A wave of intense feelings and negative thoughts that I thought I had conquered from my past overcame me. I suddenly became paralyzed and self depreciating, not sure what to do next. So I began to clean and organize my apartment. As I did this I reflected and reached out to the mother apologizing. She forgave me and I felt a little better about that. I went to refill my dogs food container and low and behold her food was all moldy. Well that explained why she was feeling sick, so I promptly ordered her some more. Finally I cancelled appointments and went to bed. Waking up refreshed and seeing my dog more like her old self and later seeing the little girl with her face all cleared up was great. Yet there was this piece of me that still felt like crap. I had low energy and didn’t want to talk to anyone. Some changes happened at work and I wanted to scream and just stay home. I just knew everything would annoy me today.
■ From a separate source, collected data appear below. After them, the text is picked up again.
#[cfg(test)]
mod tests {
    use super::*;
    use crate::syntax::SyntaxNode;

    fn tree(source: &str) -> SyntaxNode {
        let parse = parse(source);
        assert!(parse.errors.is_empty(), "unexpected errors: {:?}", parse.errors);
        SyntaxNode::new_root(parse.green)
    }

    fn child_kinds(node: &SyntaxNode) -> Vec<SyntaxKind> {
        node.children().map(|child| child.kind()).collect()
    }

    #[test]
    fn test_round_trip_preserves_every_byte() {
        let sources = [
            "",
            "\n\n",
            "// only a comment",
            "using System.Text;\nnamespace A.B\n{\n    [Serializable, Obsolete(\"x\")]\n    public static class C\n    {\n        private int x = 1; // trailing\n\n        void M(int a, String b)\n        {\n            if (a > 1) { return; } else b = (a + 1) * 2;\n        }\n    }\n}\n",
            "switch (x)\r\n{\r\n    case 1:\r\n        break;\r\n    default:\r\n        ;\r\n}\r\n",
            "class { ) garbage ( \"unterminated\n",
        ];
        for source in sources {
            let node = SyntaxNode::new_root(parse(source).green);
            assert_eq!(node.text().to_string(), source);
        }
    }

    #[test]
    fn test_declaration_structure() {
        let root = tree("[A] public class C\n{\n    int x;\n    void M() { }\n}\n");
        assert_eq!(child_kinds(&root), vec![SyntaxKind::ClassDecl]);

        let class = root.first_child().unwrap();
        assert_eq!(
            child_kinds(&class),
            vec![SyntaxKind::AttributeList, SyntaxKind::ModifierList, SyntaxKind::TypeBody]
        );
        let body = class.children().last().unwrap();
        assert_eq!(child_kinds(&body), vec![SyntaxKind::FieldDecl, SyntaxKind::MethodDecl]);
    }

    #[test]
    fn test_top_level_statements() {
        let root = tree("if (x)\n  {\n  }\nint y = 2;\nfoo();\n;\n");
        assert_eq!(
            child_kinds(&root),
            vec![
                SyntaxKind::IfStmt,
                SyntaxKind::LocalDecl,
                SyntaxKind::ExprStmt,
                SyntaxKind::EmptyStmt
            ]
        );
    }

    #[test]
    fn test_trailing_trivia_stays_with_token_line() {
        let root = tree("a;  // c\n    b;\n");
        let first = root.first_child().unwrap();
        // `a;` statement owns its comment and line break
        assert_eq!(first.text().to_string(), "a;  // c\n");
        let second = first.next_sibling().unwrap();
        assert_eq!(second.text().to_string(), "    b;\n");
    }

    #[test]
    fn test_final_trivia_belongs_to_eof() {
        let root = tree("x;\n\n// end\n");
        let eof = root.last_token().unwrap();
        assert_eq!(eof.kind(), SyntaxKind::Eof);
        let before: Vec<SyntaxKind> = std::iter::successors(eof.prev_token(), |t| t.prev_token())
            .take_while(|t| t.kind().is_trivia())
            .map(|t| t.kind())
            .collect();
        assert_eq!(
            before,
            vec![SyntaxKind::Newline, SyntaxKind::LineComment, SyntaxKind::Newline]
        );
    }

    #[test]
    fn test_expression_precedence() {
        let root = tree("x = a + b * c;\n");
        let assign = root.first_child().unwrap().first_child().unwrap();
        assert_eq!(assign.kind(), SyntaxKind::AssignExpr);
        let sum = assign.children().nth(1).unwrap();
        assert_eq!(sum.kind(), SyntaxKind::BinaryExpr);
        assert_eq!(sum.children().nth(1).unwrap().kind(), SyntaxKind::BinaryExpr);
    }

    #[test]
    fn test_switch_structure() {
        let root = tree("switch (x)\n{\n    case 1:\n    case 2:\n        y();\n        break;\n    default:\n        break;\n}\n");
        let switch = root.first_child().unwrap();
        let body = switch.children().last().unwrap();
        assert_eq!(body.kind(), SyntaxKind::SwitchBody);
        let sections: Vec<SyntaxNode> = body.children().collect();
        assert_eq!(sections.len(), 2);
        assert_eq!(
            child_kinds(&sections[0]),
            vec![
                SyntaxKind::SwitchLabel,
                SyntaxKind::SwitchLabel,
                SyntaxKind::ExprStmt,
                SyntaxKind::BreakStmt
            ]
        );
    }

    #[test]
    fn test_errors_are_collected_not_fatal() {
        let parse = parse("int x = ;\nclass\n");
        assert!(!parse.errors.is_empty());
        let root = SyntaxNode::new_root(parse.green);
        assert_eq!(root.text().to_string(), "int x = ;\nclass\n");
    }

    #[test]
    fn test_missing_close_paren_is_an_error() {
        let parse = parse("x = (a + b;\n");
        assert_eq!(parse.errors.len(), 1);
        assert_eq!(parse.errors[0].message, "expected RParen");
    }
}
So on my bus ride I put on some music and blasted the music. I sat with my feelings and my thoughts. I listened to the negative ones telling me that it was a mistake to do this and to do that. I listened to the voice that questioned why I couldn’t stop this pattern of behavior and finally there was the voice that told me I wasn’t brave like all my friend kept telling me but foolish. Foolish for thinking things could be different.
And as I listened interesting things began to happen. I thought about my ecourse, which has been slow to grow, and for some reason it didn’t matter. I thought about the hard work I put into it and the joy I had creating it, and I began to smile, feeling intense pride for having accomplished something so big and even better promoting it. Talking about it to others and sharing it. The old me would never put myself out like that, for fear of rejection or people not buying it. It’s been a few days and no one has bought it, and yet when I think about it out there existing I’m so proud. It might not sell today but maybe tomorrow or next year. Who knows? But I did it. More to the point I realized, as I was sending a parent a message, that I can want to help people and support them til I’m blue in the face but if they are not asking me or looking for help it’s ok to leave it be. It doesn’t need to be my way.
I thought about how thoughtful and intentional I’ve been about budgeting my finances. I have learned to live on less and even when more money is coming in, I’m putting my responsibilities and attempting to save above buying the things that I want and really need (everyone knows about the drama of my iphone). I used to worry that if I didn’t have my old lifestyle that I would feel like I would have nothing to offer to people but thats really not true. It then had me reflecting on all my amazing qualities and you know its amazing what happens when you organically start to think about your strengths and actually believe them. A weight was lifted off my chest and I felt free again. Just like that. I went from sitting in anxiety, fear, anger, low self esteem to feeling strong, empowered, capable, happy, and grateful.
The thoughts kept coming and so with it came some action steps. Yes, this here didn’t go as planned but let’s try this option. Ok let’s spend the weekend thinking about this option (which for me is looking for a part time job to supplement my income as my practice grows rather than settling for something that is beneath my qualifications and expertise. And the feelings of just saying yes I have expertise and specialization in this area, complex trauma, sexual abuse, and child development, so yes I know what I’m talking about and yes I can help you if you want to take the time to listen. Also finding something that reflects my personal values of hard work, kindness, structure, and freedom. Wow y’all it’s powerful!
And as the weight was lifted I paid careful attention to this feeling and wrote about it. I wrote a blog for survivors because really what no one really talks about is that healing is an ongoing progress. Whether you’re healing from childhood trauma or those painful wounds of childhood or even clinical depression there will be times when you start to question how far you have become. As you get bombarded with a series of events, a wave of intense emotions happens and from this, terrible negative thoughts. These can either lead you back to old destructive patterns or they can draw your attention to what’s important and you can refocus-be more intentional. Whats funny is a friend/colleague who I was just thinking about reached out to me today and wanted to talk about a collaboration opportunity. I thought to myself, “all right G-d/universe I hear ya!”
You see I went through my own healing back in 2012, and every once and a while G-d/universe likes to remind me about how far I’ve come by giving me little tests. So today I’m grateful for the little test this week because it allowed me to remember where I used to be and where I am now. So I have a better appreciation for when people recognize my bravery, my capacity to love, and find joy in even the small things as something thats core for me, because in this moment I’m believing in it myself and reveling in it!